Thanks for the response. Is 40 degrees and sunny warm enough? That's about as warm as it is going to get in the next 10 days and foreseeable future. I didn't know if it was worth breaking the propolis seal which would probably stay broken the rest of the winter.


----------



## Honey-4-All (Dec 19, 2008)

Anyone here want to venture a guess as to why bees that move vertically in a cold climate are having a hard time shifting horizontally to access a food source?



Smartest thing you could do is toss the top bar concept unless your combs are at least 18 inches deep.


----------



## Michael Bush (Aug 2, 2002)

>Is 40 degrees and sunny warm enough? 
It's warm enough for the cluster to expand and move more easily but they won't break cluster.

>Anyone here want to venture a guess as to why bees that move vertically in a cold climate are having a hard time shifting horizontally to access a food source?

My "vertical" bees spend the entire winter at the top of the hive. They did this when I had double deeps and bottom entrances. They do it now. They seem to have trouble shifting vertically... I think bees move the cluster less than we think.

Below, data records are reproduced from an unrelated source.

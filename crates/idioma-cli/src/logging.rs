//! Diagnostic logging on stderr through `tracing-subscriber`.
//!
//! `RUST_LOG` wins when set. Otherwise the level follows the verbosity
//! flags: warnings by default, `-v` for info, `-vv` for debug, `-vvv` for
//! trace, `-q` for errors only.

use std::io;

use anyhow::{anyhow, Result};
use tracing_subscriber::EnvFilter;

fn level_for(verbose: u8, quiet: bool) -> &'static str {
    if quiet {
        return "error";
    }
    match verbose {
        0 => "warn",
        1 => "info",
        2 => "debug",
        _ => "trace",
    }
}

pub fn init_logging(verbose: u8, quiet: bool) -> Result<()> {
    let filter = EnvFilter::try_from_default_env()
        .unwrap_or_else(|_| EnvFilter::new(level_for(verbose, quiet)));
    tracing_subscriber::fmt()
        .with_env_filter(filter)
        .with_writer(io::stderr)
        .with_target(false)
        .compact()
        .try_init()
        .map_err(|err| anyhow!("logging setup failed: {err}"))
}
#[cfg(test)]
mod tests {
    use std::fs;

    use idioma_engine::{DryrunProvider, EngineConfig, ProviderRegistry};

    use super::*;

    fn fixture() -> Result<(RequestDraft, Session, SharedPrefs)> {
        let mut providers = ProviderRegistry::new();
        providers.register(DryrunProvider::new());
        let config = EngineConfig {
            model: Some("dryrun-text-1".to_string()),
            ..EngineConfig::default()
        };
        let session = Session::new(config, providers, None)?;
        let prefs = Arc::new(Mutex::new(RenderPrefs {
            lang: UiLanguage::Pt,
            mode: OperationMode::Professional,
        }));
        Ok((RequestDraft::new(), session, prefs))
    }

    fn apply(lines: &[&str], draft: &mut RequestDraft, session: &mut Session, prefs: &SharedPrefs) {
        for line in lines {
            assert!(handle_intent(&parse_intent(line), draft, session, prefs));
        }
    }

    #[test]
    fn typed_lines_and_options_shape_the_draft() -> Result<()> {
        let (mut draft, mut session, prefs) = fixture()?;
        apply(
            &[
                "Primeira linha",
                "Segunda linha",
                "/target en-us",
                "/style writer-fiction",
                "/mode expert",
                "/op enrich",
                "/op rewrite",
                "/cite name-only",
                "/url https://example.pt",
                "/target pt-br",
            ],
            &mut draft,
            &mut session,
            &prefs,
        );
        assert_eq!(draft.raw_text, "Primeira linha\nSegunda linha");
        assert_eq!(draft.target_variant, LanguageVariant::EnUs);
        assert_eq!(draft.writing_style, WritingStyle::WriterFiction);
        assert_eq!(draft.operation_mode, OperationMode::Expert);
        assert_eq!(draft.operations(), &[OperationType::Enrich]);
        assert_eq!(draft.citation_style, ReferenceCitationStyle::NameOnly);
        assert_eq!(draft.raw_url, "https://example.pt");
        Ok(())
    }

    #[test]
    fn lang_without_argument_toggles() -> Result<()> {
        let (mut draft, mut session, prefs) = fixture()?;
        apply(&["/lang"], &mut draft, &mut session, &prefs);
        assert_eq!(session.ui_language(), UiLanguage::En);
        assert_eq!(read_prefs(&prefs).lang, UiLanguage::En);
        apply(&["/lang pt"], &mut draft, &mut session, &prefs);
        assert_eq!(session.ui_language(), UiLanguage::Pt);
        Ok(())
    }

    #[test]
    fn files_attach_and_images_can_be_removed() -> Result<()> {
        let temp = tempfile::tempdir()?;
        let photo = temp.path().join("a b.gif");
        fs::write(&photo, b"GIF89a")?;
        let (mut draft, mut session, prefs) = fixture()?;

        let line = format!("/image \"{}\"", photo.display());
        apply(&[line.as_str()], &mut draft, &mut session, &prefs);
        assert_eq!(draft.images().len(), 1);
        assert_eq!(draft.images()[0].mime_type, "image/gif");

        apply(&["/remove_image 2", "/remove_image 1"], &mut draft, &mut session, &prefs);
        assert!(draft.images().is_empty());
        Ok(())
    }

    #[test]
    fn run_then_reset_clears_inputs_and_output() -> Result<()> {
        let (mut draft, mut session, prefs) = fixture()?;
        apply(&["/mode expert", "Olá", "/run"], &mut draft, &mut session, &prefs);
        assert_eq!(read_prefs(&prefs).mode, OperationMode::Expert);

        let state = session.wait();
        assert_eq!(
            state.result.map(|result| result.text),
            Some("[REWRITE] Olá".to_string())
        );

        apply(&["/reset"], &mut draft, &mut session, &prefs);
        assert!(draft.raw_text.is_empty());
        assert_eq!(draft.operation_mode, OperationMode::Expert);
        assert!(session.snapshot().result.is_none());
        Ok(())
    }

    #[test]
    fn quit_ends_the_loop() -> Result<()> {
        let (mut draft, mut session, prefs) = fixture()?;
        assert!(!handle_intent(&parse_intent("/exit"), &mut draft, &mut session, &prefs));
        assert!(handle_intent(&parse_intent("/bogus"), &mut draft, &mut session, &prefs));
        Ok(())
    }
}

My top bar hives have wintered every bit as well as the vertical hives. It was -15 F a week and a half ago...


----------



## WBVC (Apr 25, 2013)

I have a single thb. This is my first winter with it. It filled about half the hive over the summer. I put some sugar block after the last comb bar and then a follower board.
Monday was nice out and I noticed a few bees going in and out but when i looked in the viewing it looked like a beeless hive. I got a light and saw a small cluster along the back wall not far from the exit hole. Still several bars with honey and the brick is untouched. It is disconcerting to see such a quiet hive.


----------



## Eric Crosby (Jan 4, 2015)

WBVC actually it is all just a human perspective. If you change your perspective you might like that colony more. Colonies that are nice and quiet at this time of year, even on warmer days, probably have everything they need and are doing just fine. If they are starting on their first round of brood they will not be moving off of that brood. I wouldn't judge that small cluster too quickly.


----------



## jwcarlson (Feb 14, 2014)

It was about 40 and sunny the other day. I popped the quilt box off one of my Langs and I saw a line of bees like ants coming up into the top medium which is full of capped syrup. Then they turned around and marched back down. Assuming it was moving stores down to where the cluster is which is still entirely in the bottom deep. 

The same day I peaked in the windows of my top bar hives and they had spread out a lot at that temp compared to when it was 20 or -20 like it was a couple weeks ago.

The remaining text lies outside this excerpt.